Out beyond the South’s glassy-towered Everycities of Atlanta and Columbia and Jackson, the piney flatlands cluttered with stale little towns still look much as they did during the storms of the civil rights movement in the Sixties, as if these reaches were suspended in another, static field of time. In early April, some fifteen years after covering the courthouse confrontations and scattered savageries of that theatrical period, and with a presidential battle impending between Ronald Reagan and this region’s own Jimmy Carter, I set out on a return passage through those landscapes, ranging from South Carolina to Mississippi, to visit with black community leaders in order to sound out their mood after the great political windfall their people provided Carter four years ago. What unfolded was a curious and unsettling manifestation of the caprices and ambivalences of American politics.
As early as Tocqueville, as early as Jefferson, really, the recognition was already gathering that the only intractable crisis this Republic inherently faced was the divide between its black and white inhabitants—that the American adventure, conceived in such innocence and energy and expansiveness of proposition, might have also conceived its undoing at its inception, when the first black man in chains set his foot on the continent’s shores. The crime has been with us, one way or another, ever since. And it’s turned out to be the South, through the Civil War and Reconstruction and then Martin Luther King’s classic Southern decade of the Black Awakening, that has served as the crucible for the nation’s conscience on the matter, as if appointed the bloody ceremonial ground for America’s intermittent struggle to purge itself of an aboriginal shame and guilt.
The most recent attempt to exorcise that lingering crime was, of course, the civil rights movement of the Fifties and Sixties. Already those years of violence and of belief that took place in the deeps of the South before Vietnam are coming to be regarded, by both the black and white partisans who passed through them, with the wistful nostalgia of Lincoln Brigade veterans longing for the bright, gone days of 1938. It was a time of windy moral pageantry that they never expect to know again. Indeed, what was going on, for those few short summers of danger and travail, was a kind of high lyricism of the human spirit, played out in the unlikely stage-set of bleak little inland cities and musty outback towns with huddles of gas stations and tin-roofed grocery stores. If nothing else, those now half-forgotten summers—the demonstrations surging down drab little main streets with a vast clapping and dirge-like choiring, toward courthouse squares bristling with deputies and state troopers waiting with dogs and billy clubs, and the mass meetings at nightfall in flimsy brick tabernacles tucked off along dirt lanes—those were singularly swashbuckling times. There were exotic visitations of gentle young evangels from the North and from the Eden of California with a bespectacled, vegetarian air about them, brimstone-eyed young black circuit riders for SNCC and CORE with Caribbean plantation hats tilted low over their eyes, dusting from town to town in ramshackle station wagons and muddy coupes, always furiously talking. They were days delirious with belief.
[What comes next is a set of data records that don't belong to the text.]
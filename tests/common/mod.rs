//! Minimal HTTP/1.1 stub server for exercising the network paths offline

#![allow(dead_code)]

use std::collections::HashMap;
use std::io::Write;
use std::sync::Arc;
use std::sync::atomic::{AtomicUsize, Ordering};
use std::time::Duration;

use tokio::io::{AsyncReadExt, AsyncWriteExt};
use tokio::net::{TcpListener, TcpStream};

#[derive(Clone, Debug)]
pub struct Route {
    pub status: u16,
    pub body: Vec<u8>,
    /// Wait before sending anything
    pub delay: Duration,
    /// Wait between the headers and the body
    pub body_delay: Duration,
}

impl Route {
    pub fn ok(body: impl Into<Vec<u8>>) -> Self {
        Self {
            status: 200,
            body: body.into(),
            delay: Duration::ZERO,
            body_delay: Duration::ZERO,
        }
    }

    pub fn status(status: u16) -> Self {
        Self {
            status,
            body: b"nope".to_vec(),
            delay: Duration::ZERO,
            body_delay: Duration::ZERO,
        }
    }

    pub fn delayed(mut self, delay: Duration) -> Self {
        self.delay = delay;
        self
    }

    pub fn stalled_body(mut self, delay: Duration) -> Self {
        self.body_delay = delay;
        self
    }
}

pub struct StubServer {
    base_url: String,
    hits: Arc<AtomicUsize>,
}

impl StubServer {
    /// Serve `routes` (path → response); unknown paths get a 404
    pub async fn start(routes: Vec<(&str, Route)>) -> Self {
        let listener = TcpListener::bind("127.0.0.1:0").await.unwrap();
        let addr = listener.local_addr().unwrap();
        let routes: Arc<HashMap<String, Route>> = Arc::new(
            routes
                .into_iter()
                .map(|(path, route)| (path.to_string(), route))
                .collect(),
        );
        let hits = Arc::new(AtomicUsize::new(0));

        let server_hits = hits.clone();
        tokio::spawn(async move {
            while let Ok((socket, _)) = listener.accept().await {
                tokio::spawn(respond(socket, routes.clone(), server_hits.clone()));
            }
        });

        Self {
            base_url: format!("http://{addr}"),
            hits,
        }
    }

    pub fn base_url(&self) -> &str {
        &self.base_url
    }

    pub fn url(&self, path: &str) -> String {
        format!("{}{}", self.base_url, path)
    }

    /// Number of requests received so far
    pub fn hits(&self) -> usize {
        self.hits.load(Ordering::SeqCst)
    }
}

async fn respond(mut socket: TcpStream, routes: Arc<HashMap<String, Route>>, hits: Arc<AtomicUsize>) {
    let mut request = Vec::new();
    let mut buf = [0u8; 1024];
    while !request.windows(4).any(|w| w == b"\r\n\r\n") {
        match socket.read(&mut buf).await {
            Ok(0) | Err(_) => return,
            Ok(n) => request.extend_from_slice(&buf[..n]),
        }
    }
    hits.fetch_add(1, Ordering::SeqCst);

    let head = String::from_utf8_lossy(&request);
    let path = head.split_whitespace().nth(1).unwrap_or("/").to_string();
    let route = routes.get(&path).cloned().unwrap_or_else(|| Route::status(404));

    tokio::time::sleep(route.delay).await;
    let header = format!(
        "HTTP/1.1 {} Stub\r\nContent-Length: {}\r\nConnection: close\r\n\r\n",
        route.status,
        route.body.len()
    );
    if socket.write_all(header.as_bytes()).await.is_err() {
        return;
    }
    let _ = socket.flush().await;
    tokio::time::sleep(route.body_delay).await;
    let _ = socket.write_all(&route.body).await;
    let _ = socket.shutdown().await;
}

/// ZIP archive holding `entries`, stored uncompressed
pub fn zip_bytes(entries: &[(&str, &[u8])]) -> Vec<u8> {
    let mut writer = zip::ZipWriter::new(std::io::Cursor::new(Vec::new()));
    let options = zip::write::SimpleFileOptions::default()
        .compression_method(zip::CompressionMethod::Stored);
    for (name, body) in entries {
        writer.start_file(*name, options).unwrap();
        writer.write_all(body).unwrap();
    }
    writer.finish().unwrap().into_inner()
}
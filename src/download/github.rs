//! GitHub release API interaction

use std::time::Duration;

use serde::Deserialize;
use thiserror::Error;

/// GitHub release metadata from API
#[derive(Deserialize, Debug)]
pub struct GitHubRelease {
    pub tag_name: String,
    #[serde(default)]
    pub assets: Vec<GitHubAsset>,
}

/// GitHub release asset metadata
#[derive(Deserialize, Debug)]
pub struct GitHubAsset {
    pub name: String,
    pub browser_download_url: String,
    pub size: u64,
}

impl GitHubRelease {
    /// Tag without its `v` prefix
    pub fn version(&self) -> &str {
        self.tag_name.strip_prefix('v').unwrap_or(&self.tag_name)
    }
}

#[derive(Debug, Error)]
pub enum ReleaseLookupError {
    #[error("GitHub API request failed: {0}")]
    Http(#[from] reqwest::Error),

    #[error("GitHub API error for {repo}: HTTP {status}")]
    BadStatus { repo: String, status: u16 },
}

/// Fetch the latest release of `<org>/<project>`
pub async fn get_latest_release(
    api_base_url: &str,
    org: &str,
    project: &str,
) -> Result<GitHubRelease, ReleaseLookupError> {
    let url = format!(
        "{}/repos/{}/{}/releases/latest",
        api_base_url.trim_end_matches('/'),
        org,
        project
    );

    let client = reqwest::Client::builder()
        .user_agent(concat!("edgefeed/", env!("CARGO_PKG_VERSION")))
        .timeout(Duration::from_secs(30))
        .build()?;

    let response = client.get(&url).send().await?;

    if response.status() != reqwest::StatusCode::OK {
        return Err(ReleaseLookupError::BadStatus {
            repo: format!("{org}/{project}"),
            status: response.status().as_u16(),
        });
    }

    let release: GitHubRelease = response.json().await?;
    Ok(release)
}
In time, of course, this great folk drama taking place in the South was simply assimilated and consumed, without pause or intermission, by the more complex anguish of Vietnam, while the South itself gradually receded into its customary monotone sedateness, resuming its obsessive labor to mutate itself into something like Pasadena.
Over a decade has passed since then. And still there seems little question that, for all the spectacular triumphs of those years, and however subdued the moment now seems, a condition of racial schism remains the final, most elemental malaise imperiling the American community. The crisis has moved from a political to an economic terrain, where it has become far more intricate and more elusive to engage. The truth is, the relative material lot of blacks in America has actually become more desperate since the Sixties. While in absolute terms more blacks have arrived at a stage of financial well-being approaching the average of that for whites, in general for every black family that managed to attain a middle-class standard of living between 1970 and 1978, three more black households joined those masses already in the nation’s underclass. In short, blacks now make up an even larger proportion of the nation’s destitute than they did at the close of the Sixties. The degree to which this economic desolation continues to be a sheer circumstance of race—and who would dispute that it is?—would seem to dictate that blacks would make a concerted offensive for full social citizenship.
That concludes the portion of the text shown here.